**Entries provided**

┌──

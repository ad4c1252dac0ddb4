//! Content Store Adapter
//!
//! Read-only view of the local block store used by uploads: resolves a file
//! to every block address reachable from its root and fetches payloads.

use std::collections::{HashSet, VecDeque};
use std::sync::Arc;

use filesync_core::domain::{Block, Cid, DomainError, FileId};
use filesync_core::ports::IBlockStore;
use tracing::{debug, warn};

use crate::SyncError;

/// A `DomainError` anywhere in the chain means the stored data itself is bad
fn local_error(e: anyhow::Error) -> SyncError {
    if e.chain().any(|cause| cause.is::<DomainError>()) {
        SyncError::CorruptContent(format!("{e:#}"))
    } else {
        SyncError::LocalStore(format!("{e:#}"))
    }
}

/// Read-only facade over an [`IBlockStore`]
#[derive(Clone)]
pub struct ContentStore {
    blocks: Arc<dyn IBlockStore>,
}

impl ContentStore {
    pub fn new(blocks: Arc<dyn IBlockStore>) -> Self {
        Self { blocks }
    }

    /// Every block address reachable from `file`'s root, each exactly once
    ///
    /// Breadth-first from the root, so the root comes first. Fails with
    /// [`SyncError::BlockMissing`] listing every absent address, or
    /// [`SyncError::InvalidFileId`] if `file` is not a content address.
    pub async fn resolve_addresses(&self, file: &FileId) -> Result<Vec<Cid>, SyncError> {
        let root = file
            .root_cid()
            .map_err(|e| SyncError::InvalidFileId(e.to_string()))?;

        let mut order = Vec::new();
        let mut missing = Vec::new();
        let mut seen = HashSet::from([root]);
        let mut frontier = VecDeque::from([root]);

        while let Some(cid) = frontier.pop_front() {
            match self.blocks.get(&cid).await.map_err(local_error)? {
                Some(block) => {
                    for link in block.links() {
                        if seen.insert(*link) {
                            frontier.push_back(*link);
                        }
                    }
                    order.push(cid);
                }
                None => missing.push(cid),
            }
        }

        if !missing.is_empty() {
            warn!(file = %file, missing = missing.len(), "File content incomplete in local store");
            return Err(SyncError::BlockMissing(missing));
        }

        debug!(file = %file, blocks = order.len(), "Resolved file content");
        Ok(order)
    }

    /// Fetches the blocks for `cids`, in order
    ///
    /// Fails with [`SyncError::BlockMissing`] if any address is absent.
    pub async fn read_blocks(&self, cids: &[Cid]) -> Result<Vec<Block>, SyncError> {
        let present: HashSet<Cid> = self
            .blocks
            .exists_cids(cids)
            .await
            .map_err(local_error)?
            .into_iter()
            .collect();
        let missing: Vec<Cid> = cids
            .iter()
            .filter(|c| !present.contains(*c))
            .copied()
            .collect();
        if !missing.is_empty() {
            return Err(SyncError::BlockMissing(missing));
        }

        let mut blocks = Vec::with_capacity(cids.len());
        for cid in cids {
            match self.blocks.get(cid).await.map_err(local_error)? {
                Some(block) => blocks.push(block),
                // Collected between the existence check and the read
                None => return Err(SyncError::BlockMissing(vec![*cid])),
            }
        }
        Ok(blocks)
    }
}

└──

**Action item**
Each line of the data that contains "frontier" belongs in the answer.

**Answer area**
        let mut frontier = VecDeque::from([root]);
        while let Some(cid) = frontier.pop_front() {
                            frontier.push_back(*link);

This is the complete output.